◆ Work instruction
Across the listing, the lines that include "Deserialize" must be tallied and reported as a bare number.

# # # # # # #

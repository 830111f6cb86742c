//! Event types for streaming dispatch progress
//!
//! Events are sent from the executor to any consumer (a host UI, a test, a
//! log pipe) independently of the logging facade.

use parking_lot::Mutex;
use serde::{Deserialize, Serialize};
use tokio::sync::mpsc;

/// Trait for sending graph events
///
/// Abstracts over the transport so the executor can be embedded anywhere.
pub trait EventSink: Send + Sync {
    /// Send an event
    ///
    /// Fails when the receiving side is gone
    fn send(&self, event: GraphEvent) -> Result<(), EventError>;
}

/// Error when sending events fails
#[derive(Debug, Clone)]
pub struct EventError {
    pub message: String,
}

impl std::fmt::Display for EventError {
    fn fmt(&self, f: &mut std::fmt::Formatter<'_>) -> std::fmt::Result {
        write!(f, "Event error: {}", self.message)
    }
}

impl std::error::Error for EventError {}

impl EventError {
    pub fn channel_closed() -> Self {
        Self {
            message: "Channel closed".to_string(),
        }
    }
}

/// Events emitted while dispatching a graph
#[derive(Debug, Clone, PartialEq, Serialize, Deserialize)]
#[serde(tag = "type", rename_all = "camelCase")]
pub enum GraphEvent {
    /// A dispatch started at an entry node
    #[serde(rename_all = "camelCase")]
    DispatchStarted {
        graph: String,
        dispatch_id: String,
        entry: String,
    },

    /// A dispatch ran to the end of its chain
    #[serde(rename_all = "camelCase")]
    DispatchCompleted {
        graph: String,
        dispatch_id: String,
        nodes_executed: usize,
    },

    /// A dispatch was faulted by an error
    #[serde(rename_all = "camelCase")]
    DispatchFailed {
        graph: String,
        dispatch_id: String,
        error: String,
    },

    /// A node started executing
    #[serde(rename_all = "camelCase")]
    NodeStarted {
        dispatch_id: String,
        node_guid: String,
        node_type: String,
    },

    /// A node finished executing
    #[serde(rename_all = "camelCase")]
    NodeCompleted {
        dispatch_id: String,
        node_guid: String,
    },

    /// A node's execute returned an error
    #[serde(rename_all = "camelCase")]
    NodeFailed {
        dispatch_id: String,
        node_guid: String,
        error: String,
    },

    /// A node asked to report a message (e.g. a log node)
    #[serde(rename_all = "camelCase")]
    NodeMessage {
        dispatch_id: String,
        node_guid: String,
        message: String,
    },
}

impl GraphEvent {
    /// Create a node message event
    pub fn node_message(dispatch_id: &str, node_guid: &str, message: impl Into<String>) -> Self {
        Self::NodeMessage {
            dispatch_id: dispatch_id.to_string(),
            node_guid: node_guid.to_string(),
            message: message.into(),
        }
    }

    /// Dispatch this event belongs to
    pub fn dispatch_id(&self) -> &str {
        match self {
            Self::DispatchStarted { dispatch_id, .. }
            | Self::DispatchCompleted { dispatch_id, .. }
            | Self::DispatchFailed { dispatch_id, .. }
            | Self::NodeStarted { dispatch_id, .. }
            | Self::NodeCompleted { dispatch_id, .. }
            | Self::NodeFailed { dispatch_id, .. }
            | Self::NodeMessage { dispatch_id, .. } => dispatch_id,
        }
    }
}

/// Discards every event; the executor's default
pub struct NullEventSink;

impl EventSink for NullEventSink {
    fn send(&self, _event: GraphEvent) -> Result<(), EventError> {
        Ok(())
    }
}

/// Collects events in memory, mostly for assertions in tests
pub struct VecEventSink {
    events: Mutex<Vec<GraphEvent>>,
}

impl VecEventSink {
    pub fn new() -> Self {
        Self {
            events: Mutex::new(Vec::new()),
        }
    }

    /// Get all collected events
    pub fn events(&self) -> Vec<GraphEvent> {
        self.events.lock().clone()
    }

    /// Guids of started nodes, in order
    pub fn started_nodes(&self) -> Vec<String> {
        self.events
            .lock()
            .iter()
            .filter_map(|e| match e {
                GraphEvent::NodeStarted { node_guid, .. } => Some(node_guid.clone()),
                _ => None,
            })
            .collect()
    }

    /// Clear all collected events
    pub fn clear(&self) {
        self.events.lock().clear();
    }
}

impl Default for VecEventSink {
    fn default() -> Self {
        Self::new()
    }
}

impl EventSink for VecEventSink {
    fn send(&self, event: GraphEvent) -> Result<(), EventError> {
        self.events.lock().push(event);
        Ok(())
    }
}

/// Sink that forwards events into an unbounded tokio channel
pub struct ChannelEventSink {
    tx: mpsc::UnboundedSender<GraphEvent>,
}

impl ChannelEventSink {
    /// Create a sink and the receiver end of its channel
    pub fn new() -> (Self, mpsc::UnboundedReceiver<GraphEvent>) {
        let (tx, rx) = mpsc::unbounded_channel();
        (Self { tx }, rx)
    }
}

impl EventSink for ChannelEventSink {
    fn send(&self, event: GraphEvent) -> Result<(), EventError> {
        self.tx.send(event).map_err(|_| EventError::channel_closed())
    }
}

# # # # # # #

◆ Response
2